Catheters During International Travel

Blue and yellow sign indicating lavatory. Text reads "Tandas - Toilet"
Manage your daily toilet routine, wherever in the world you may be!

"Every four hours, every day, for the past fifteen years I have had to insert a tube to empty my bladder" writes John Hockenberry in his book "Moving Violations," which accounts his international travels as a journalist who happens to have a disability. "It is a detail which can remain fairly discreetly hidden in most situations."

Hidden, that is, until Hockenberry found himself reporting abroad in a remote area of Iraq "soaked in mud and surrounded by human waste," struggling to minimize the risk of contamination while going about his business.

While your international travel sanitation conditions may not be the same as what Mr. Hockenberry encountered, you can still take measures to practice good hygiene and minimize your risk of infection!

First, plan to bring enough urology supplies to last your entire trip, including sanitizing liquids and lubricating gels. Catheter sizes may be different in your host country than what you’re used to, so it’s best to bring your own if you can.

Note that Medicare will not pay for supplies shipped outside the U.S. or purchased in your host country. Likely, you will not be eligible to get supplies paid for by services in your host country either. The upside? Airline policies often allow passengers with disabilities to check an additional piece of luggage at no extra charge as long as it is full of disability-related supplies, including urology and other bathroom-related equipment. Contact your airline for details.

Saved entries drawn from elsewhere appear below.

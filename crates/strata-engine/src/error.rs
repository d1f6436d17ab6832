//! Service error taxonomy.
//!
//! Every variant maps to an S3 error code and HTTP status through
//! [`ServiceError::code`] and [`ServiceError::http_status`], so the
//! external HTTP layer renders the XML envelope without inspecting
//! messages. Lower-level I/O and database failures collapse into
//! [`ServiceError::Internal`], whose outward message is generic; details
//! stay in logs.

use strata_blob::BlobError;
use strata_core::locker::LockError;
use strata_meta::MetaError;

/// Errors surfaced by the service layer.
#[derive(Debug, thiserror::Error)]
pub enum ServiceError {
    // -----------------------------------------------------------------------
    // Authentication
    // -----------------------------------------------------------------------
    /// Signature verification failure, passed through from the auth engine.
    #[error(transparent)]
    Auth(#[from] strata_auth::AuthError),

    /// The caller is authenticated but not allowed to do this.
    #[error("access denied")]
    AccessDenied,

    // -----------------------------------------------------------------------
    // Buckets
    // -----------------------------------------------------------------------
    /// The bucket does not exist.
    #[error("the specified bucket does not exist: {bucket}")]
    NoSuchBucket {
        /// The missing bucket name.
        bucket: String,
    },

    /// The bucket name is taken.
    #[error("the requested bucket name is not available: {bucket}")]
    BucketAlreadyExists {
        /// The colliding bucket name.
        bucket: String,
    },

    /// The bucket still holds objects.
    #[error("the bucket you tried to delete is not empty: {bucket}")]
    BucketNotEmpty {
        /// The non-empty bucket name.
        bucket: String,
    },

    /// The bucket name violates the naming rules.
    #[error("invalid bucket name {name}: {reason}")]
    InvalidBucketName {
        /// The rejected name.
        name: String,
        /// Which rule failed.
        reason: String,
    },

    // -----------------------------------------------------------------------
    // Objects
    // -----------------------------------------------------------------------
    /// The key does not exist.
    #[error("the specified key does not exist: {key}")]
    NoSuchKey {
        /// The missing key.
        key: String,
    },

    /// The version does not exist.
    #[error("the specified version does not exist: key={key}, version_id={version_id}")]
    NoSuchVersion {
        /// The key.
        key: String,
        /// The missing version id.
        version_id: String,
    },

    /// The key's current state is a delete marker.
    #[error("the object was deleted: {key}")]
    ObjectDeleted {
        /// The shadowed key.
        key: String,
    },

    /// The object key exceeds 1024 bytes.
    #[error("the object key is too long")]
    KeyTooLong,

    // -----------------------------------------------------------------------
    // Multipart
    // -----------------------------------------------------------------------
    /// The upload id does not exist.
    #[error("the specified upload does not exist: {upload_id}")]
    NoSuchUpload {
        /// The missing upload id.
        upload_id: String,
    },

    /// The upload was already completed.
    #[error("the upload has already been completed")]
    UploadCompleted,

    /// The upload was aborted.
    #[error("the upload has been aborted")]
    UploadAborted,

    /// The upload passed its expiry.
    #[error("the upload has expired")]
    UploadExpired,

    /// A part is missing, out of range, or its ETag does not match.
    #[error("one or more of the specified parts could not be found or did not match")]
    InvalidPart,

    /// The part list is not in ascending order.
    #[error("the list of parts was not in ascending order")]
    InvalidPartOrder,

    /// A non-final part is below the minimum size.
    #[error("your proposed upload is smaller than the minimum allowed size")]
    EntityTooSmall,

    /// A part exceeds the maximum size.
    #[error("your proposed upload exceeds the maximum allowed size")]
    EntityTooLarge,

    // -----------------------------------------------------------------------
    // Users / access keys
    // -----------------------------------------------------------------------
    /// Duplicate username or email.
    #[error("a user with that name or email already exists")]
    UserAlreadyExists,

    /// The user does not exist.
    #[error("the specified user does not exist")]
    NoSuchUser,

    /// The user already holds the maximum number of active keys.
    #[error("the user already has the maximum number of active access keys")]
    TooManyAccessKeys,

    /// The access key does not exist.
    #[error("the specified access key does not exist")]
    NoSuchAccessKey,

    // -----------------------------------------------------------------------
    // Storage
    // -----------------------------------------------------------------------
    /// The blob file is missing from the backend.
    #[error("blob not found: {content_hash}")]
    BlobNotFound {
        /// The missing content hash.
        content_hash: String,
    },

    /// Stored bytes do not match their content hash.
    #[error("blob corrupted: {content_hash}")]
    BlobCorrupted {
        /// The corrupt content hash.
        content_hash: String,
    },

    /// The backend is out of space.
    #[error("insufficient storage")]
    StorageFull,

    /// The requested range is not satisfiable.
    #[error("the requested range is not satisfiable")]
    InvalidRange,

    // -----------------------------------------------------------------------
    // Generic validation
    // -----------------------------------------------------------------------
    /// An argument is invalid.
    #[error("invalid argument: {message}")]
    InvalidArgument {
        /// What is wrong.
        message: String,
    },

    // -----------------------------------------------------------------------
    // Concurrency
    // -----------------------------------------------------------------------
    /// A conflicting operation holds the lock; the caller should retry.
    #[error("the resource is busy, try again: {key}")]
    LockNotAcquired {
        /// The contended lock key.
        key: String,
    },

    // -----------------------------------------------------------------------
    // Internal
    // -----------------------------------------------------------------------
    /// Anything else. The outward message is intentionally generic.
    #[error("internal error")]
    Internal(#[source] anyhow::Error),
}

/// Convenience result alias for service operations.
pub type ServiceResult<T> = Result<T, ServiceError>;

impl ServiceError {
    /// The S3 error code string for this failure.
    #[must_use]
    pub fn code(&self) -> &'static str {
        match self {
            Self::Auth(e) => e.code(),
            Self::AccessDenied => "AccessDenied",
            Self::NoSuchBucket { .. } => "NoSuchBucket",
            Self::BucketAlreadyExists { .. } => "BucketAlreadyExists",
            Self::BucketNotEmpty { .. } => "BucketNotEmpty",
            Self::InvalidBucketName { .. } => "InvalidBucketName",
            Self::NoSuchKey { .. } => "NoSuchKey",
            Self::NoSuchVersion { .. } => "NoSuchVersion",
            Self::ObjectDeleted { .. } => "ObjectDeleted",
            Self::KeyTooLong => "KeyTooLongError",
            Self::NoSuchUpload { .. } => "NoSuchUpload",
            Self::UploadCompleted => "UploadCompleted",
            Self::UploadAborted => "UploadAborted",
            Self::UploadExpired => "UploadExpired",
            Self::InvalidPart => "InvalidPart",
            Self::InvalidPartOrder => "InvalidPartOrder",
            Self::EntityTooSmall => "EntityTooSmall",
            Self::EntityTooLarge => "EntityTooLarge",
            Self::UserAlreadyExists => "UserAlreadyExists",
            Self::NoSuchUser => "NoSuchUser",
            Self::TooManyAccessKeys => "TooManyAccessKeys",
            Self::NoSuchAccessKey => "NoSuchAccessKey",
            Self::BlobNotFound { .. } => "BlobNotFound",
            Self::BlobCorrupted { .. } => "BlobCorrupted",
            Self::StorageFull => "StorageFull",
            Self::InvalidRange => "InvalidRange",
            Self::InvalidArgument { .. } => "InvalidArgument",
            Self::LockNotAcquired { .. } => "SlowDown",
            Self::Internal(_) => "InternalError",
        }
    }

    /// The HTTP status the front-end should answer with.
    #[must_use]
    pub fn http_status(&self) -> u16 {
        match self {
            Self::Auth(e) => e.http_status(),
            Self::AccessDenied => 403,
            Self::NoSuchBucket { .. }
            | Self::NoSuchKey { .. }
            | Self::NoSuchVersion { .. }
            | Self::ObjectDeleted { .. }
            | Self::NoSuchUpload { .. }
            | Self::NoSuchUser
            | Self::NoSuchAccessKey
            | Self::BlobNotFound { .. } => 404,
            Self::BucketAlreadyExists { .. }
            | Self::BucketNotEmpty { .. }
            | Self::UserAlreadyExists
            | Self::UploadCompleted
            | Self::UploadAborted => 409,
            Self::InvalidBucketName { .. }
            | Self::KeyTooLong
            | Self::UploadExpired
            | Self::InvalidPart
            | Self::InvalidPartOrder
            | Self::EntityTooSmall
            | Self::EntityTooLarge
            | Self::TooManyAccessKeys
            | Self::InvalidArgument { .. } => 400,
            Self::InvalidRange => 416,
            Self::StorageFull => 507,
            Self::LockNotAcquired { .. } => 503,
            Self::BlobCorrupted { .. } | Self::Internal(_) => 500,
        }
    }
}

impl From<MetaError> for ServiceError {
    fn from(e: MetaError) -> Self {
        // Context-specific cases (missing bucket, duplicate user, ...) are
        // mapped at the call site; whatever reaches this blanket conversion
        // is unexpected.
        Self::Internal(anyhow::Error::new(e))
    }
}

impl From<BlobError> for ServiceError {
    fn from(e: BlobError) -> Self {
        match e {
            BlobError::NotFound { content_hash } => Self::BlobNotFound { content_hash },
            BlobError::HashMismatch { expected, .. } => Self::BlobCorrupted {
                content_hash: expected,
            },
            BlobError::SizeMismatch { expected, actual } => Self::InvalidArgument {
                message: format!("body length {actual} does not match declared size {expected}"),
            },
            BlobError::RangeUnsatisfiable { .. } | BlobError::RangeUnsupported => {
                Self::InvalidRange
            }
            BlobError::Io(io) if io.kind() == std::io::ErrorKind::StorageFull => Self::StorageFull,
            BlobError::Io(io) => Self::Internal(anyhow::Error::new(io)),
        }
    }
}

impl From<LockError> for ServiceError {
    fn from(e: LockError) -> Self {
        let LockError::NotAcquired { key } = e;
        Self::LockNotAcquired { key }
    }
}

#[cfg(test)]
mod tests {
    use super::*;

    #[test]
    fn test_should_map_resource_errors_to_statuses() {
        assert_eq!(
            ServiceError::NoSuchBucket {
                bucket: "b".to_owned()
            }
            .http_status(),
            404
        );
        assert_eq!(
            ServiceError::BucketAlreadyExists {
                bucket: "b".to_owned()
            }
            .http_status(),
            409
        );
        assert_eq!(
            ServiceError::InvalidBucketName {
                name: "B".to_owned(),
                reason: "uppercase".to_owned()
            }
            .http_status(),
            400
        );
        assert_eq!(
            ServiceError::LockNotAcquired {
                key: "k".to_owned()
            }
            .http_status(),
            503
        );
    }

    #[test]
    fn test_should_pass_auth_codes_through() {
        let err = ServiceError::Auth(strata_auth::AuthError::SignatureDoesNotMatch);
        assert_eq!(err.code(), "SignatureDoesNotMatch");
        assert_eq!(err.http_status(), 403);
    }

    #[test]
    fn test_should_map_blob_errors() {
        let err: ServiceError = BlobError::NotFound {
            content_hash: "h".to_owned(),
        }
        .into();
        assert!(matches!(err, ServiceError::BlobNotFound { .. }));

        let err: ServiceError = BlobError::RangeUnsupported.into();
        assert_eq!(err.http_status(), 416);
    }

    #[test]
    fn test_should_keep_internal_message_generic() {
        let err: ServiceError = MetaError::Corrupt("secret detail".to_owned()).into();
        assert_eq!(err.to_string(), "internal error");
        assert_eq!(err.http_status(), 500);
    }

    #[test]
    fn test_should_map_lock_error() {
        let err: ServiceError = LockError::NotAcquired {
            key: "object:upload:1:k".to_owned(),
        }
        .into();
        assert_eq!(err.code(), "SlowDown");
    }
}
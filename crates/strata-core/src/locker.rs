//! Keyed advisory locking with TTLs.
//!
//! Services serialize conflicting work (same-key PUTs, multipart
//! completion, GC runs) through a [`Locker`]. Locks are advisory, keyed by
//! string, and expire automatically so a crashed holder cannot wedge the
//! system. `acquire` never blocks beyond a single attempt; callers that
//! want to wait use [`Locker::acquire_with_retry`].
//!
//! Two implementations are provided: [`MemoryLocker`] for single-process
//! deployments, and [`KvLocker`] which drives any external expiring
//! key-value store through the [`ExpiringKv`] trait.

use std::time::{Duration, Instant};

use async_trait::async_trait;
use dashmap::DashMap;
use dashmap::mapref::entry::Entry;
use tracing::{debug, trace};

/// Lock key guarding blob garbage collection.
pub const GC_BLOB_LOCK: &str = "gc:blob";

/// Lock key guarding the expired-multipart sweep.
pub const GC_MULTIPART_LOCK: &str = "gc:multipart";

/// Lock key guarding lifecycle rule evaluation.
pub const LIFECYCLE_LOCK: &str = "lifecycle:evaluation";

/// Build the lock key serializing writes to a single object.
///
/// The bucket id is rendered in its canonical decimal form so distinct
/// buckets can never collide on a key.
#[must_use]
pub fn object_upload_lock_key(bucket_id: i64, key: &str) -> String {
    format!("object:upload:{bucket_id}:{key}")
}

/// Build the lock key serializing completion/abort of a multipart upload.
#[must_use]
pub fn multipart_lock_key(upload_id: &str) -> String {
    format!("multipart:{upload_id}")
}

/// Errors produced by lock acquisition.
#[derive(Debug, Clone, PartialEq, Eq, thiserror::Error)]
pub enum LockError {
    /// The lock is currently held by someone else.
    #[error("lock not acquired: {key}")]
    NotAcquired {
        /// The contended lock key.
        key: String,
    },
}

/// Keyed advisory lock with automatic TTL expiry.
#[async_trait]
pub trait Locker: Send + Sync {
    /// Try to acquire `key` for `ttl`. Fails immediately if held.
    async fn acquire(&self, key: &str, ttl: Duration) -> Result<(), LockError>;

    /// Acquire with bounded retries, sleeping `retry_delay` between attempts.
    async fn acquire_with_retry(
        &self,
        key: &str,
        ttl: Duration,
        max_retries: u32,
        retry_delay: Duration,
    ) -> Result<(), LockError>;

    /// Release `key`. Releasing an unheld key is a no-op.
    async fn release(&self, key: &str);

    /// Push the expiry of a held `key` out by `ttl`. Returns `false` if the
    /// key is not currently held.
    async fn extend(&self, key: &str, ttl: Duration) -> bool;

    /// Whether `key` is held and unexpired.
    async fn is_held(&self, key: &str) -> bool;
}

// ---------------------------------------------------------------------------
// MemoryLocker
// ---------------------------------------------------------------------------

/// Single-process lock table backed by a [`DashMap`] of expiry instants.
///
/// Expired entries are reclaimed opportunistically on acquire and by the
/// optional background sweeper ([`MemoryLocker::spawn_sweeper`]).
#[derive(Debug, Default)]
pub struct MemoryLocker {
    entries: DashMap<String, Instant>,
}

impl MemoryLocker {
    /// Create an empty lock table.
    #[must_use]
    pub fn new() -> Self {
        Self::default()
    }

    /// Remove every expired entry. Returns the number of entries evicted.
    pub fn sweep_expired(&self) -> usize {
        let now = Instant::now();
        let before = self.entries.len();
        self.entries.retain(|_, deadline| *deadline > now);
        let evicted = before - self.entries.len();
        if evicted > 0 {
            trace!(evicted, "swept expired locks");
        }
        evicted
    }

    /// Spawn a background task sweeping expired entries every `interval`.
    pub fn spawn_sweeper(
        self: &std::sync::Arc<Self>,
        interval: Duration,
    ) -> tokio::task::JoinHandle<()> {
        let locker = std::sync::Arc::clone(self);
        tokio::spawn(async move {
            let mut ticker = tokio::time::interval(interval);
            loop {
                ticker.tick().await;
                locker.sweep_expired();
            }
        })
    }

    /// Number of live (possibly expired, not yet swept) entries.
    #[must_use]
    pub fn len(&self) -> usize {
        self.entries.len()
    }

    /// Whether the table holds no entries.
    #[must_use]
    pub fn is_empty(&self) -> bool {
        self.entries.is_empty()
    }
}

#[async_trait]
impl Locker for MemoryLocker {
    async fn acquire(&self, key: &str, ttl: Duration) -> Result<(), LockError> {
        let now = Instant::now();
        // The entry API holds the shard lock, making check-then-set atomic.
        match self.entries.entry(key.to_owned()) {
            Entry::Occupied(mut occupied) => {
                if *occupied.get() > now {
                    return Err(LockError::NotAcquired {
                        key: key.to_owned(),
                    });
                }
                occupied.insert(now + ttl);
                debug!(key, "reacquired expired lock");
                Ok(())
            }
            Entry::Vacant(vacant) => {
                vacant.insert(now + ttl);
                trace!(key, "acquired lock");
                Ok(())
            }
        }
    }

    async fn acquire_with_retry(
        &self,
        key: &str,
        ttl: Duration,
        max_retries: u32,
        retry_delay: Duration,
    ) -> Result<(), LockError> {
        let mut attempt = 0;
        loop {
            match self.acquire(key, ttl).await {
                Ok(()) => return Ok(()),
                Err(e) if attempt >= max_retries => return Err(e),
                Err(_) => {
                    attempt += 1;
                    tokio::time::sleep(retry_delay).await;
                }
            }
        }
    }

    async fn release(&self, key: &str) {
        if self.entries.remove(key).is_some() {
            trace!(key, "released lock");
        }
    }

    async fn extend(&self, key: &str, ttl: Duration) -> bool {
        let now = Instant::now();
        match self.entries.entry(key.to_owned()) {
            Entry::Occupied(mut occupied) => {
                if *occupied.get() <= now {
                    return false;
                }
                occupied.insert(now + ttl);
                true
            }
            Entry::Vacant(_) => false,
        }
    }

    async fn is_held(&self, key: &str) -> bool {
        self.entries
            .get(key)
            .is_some_and(|deadline| *deadline > Instant::now())
    }
}

// ---------------------------------------------------------------------------
// KvLocker
// ---------------------------------------------------------------------------

/// An external key-value store with per-key expiry, the substrate for
/// distributed locking (a redis-style client implements this).
#[async_trait]
pub trait ExpiringKv: Send + Sync {
    /// Store `key` with `ttl` only if absent. Returns whether it was stored.
    async fn put_if_absent(&self, key: &str, ttl: Duration) -> bool;

    /// Reset the TTL of an existing `key`. Returns `false` if absent.
    async fn refresh(&self, key: &str, ttl: Duration) -> bool;

    /// Remove `key`. Removing an absent key is a no-op.
    async fn remove(&self, key: &str);

    /// Whether `key` exists and is unexpired.
    async fn contains(&self, key: &str) -> bool;
}

/// Distributed locker over any [`ExpiringKv`] backend.
#[derive(Debug)]
pub struct KvLocker<K> {
    kv: K,
}

impl<K: ExpiringKv> KvLocker<K> {
    /// Wrap an expiring key-value store as a [`Locker`].
    pub fn new(kv: K) -> Self {
        Self { kv }
    }
}

#[async_trait]
impl<K: ExpiringKv> Locker for KvLocker<K> {
    async fn acquire(&self, key: &str, ttl: Duration) -> Result<(), LockError> {
        if self.kv.put_if_absent(key, ttl).await {
            Ok(())
        } else {
            Err(LockError::NotAcquired {
                key: key.to_owned(),
            })
        }
    }

    async fn acquire_with_retry(
        &self,
        key: &str,
        ttl: Duration,
        max_retries: u32,
        retry_delay: Duration,
    ) -> Result<(), LockError> {
        let mut attempt = 0;
        loop {
            match self.acquire(key, ttl).await {
                Ok(()) => return Ok(()),
                Err(e) if attempt >= max_retries => return Err(e),
                Err(_) => {
                    attempt += 1;
                    tokio::time::sleep(retry_delay).await;
                }
            }
        }
    }

    async fn release(&self, key: &str) {
        self.kv.remove(key).await;
    }

    async fn extend(&self, key: &str, ttl: Duration) -> bool {
        self.kv.refresh(key, ttl).await
    }

    async fn is_held(&self, key: &str) -> bool {
        self.kv.contains(key).await
    }
}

When on the airplane, empty the catheter bag into a closed, inconspicuous bottle which can be emptied in an airplane lavatory or in a bathroom in the airport upon arrival. Trying to be discreet? Use a coat or small blanket.

What to Pack

  • Peroxide: This is useful for keeping catheters and other equipment sterile.
  • Vitamin C: This can help with avoiding bladder infections.
  • Medications and antibiotics: Make sure to include your prescription information with your medications. Bring antibiotics for infections.
  • Hand sanitizer, baby wipes or rubber gloves: These are life-savers if you are going to a place where there is no access to clean water.
  • Catheter supplies and sanitizing liquid: Some travelers stock up on catheter supplies and bring them abroad to ensure that they have the right-fitting tubes.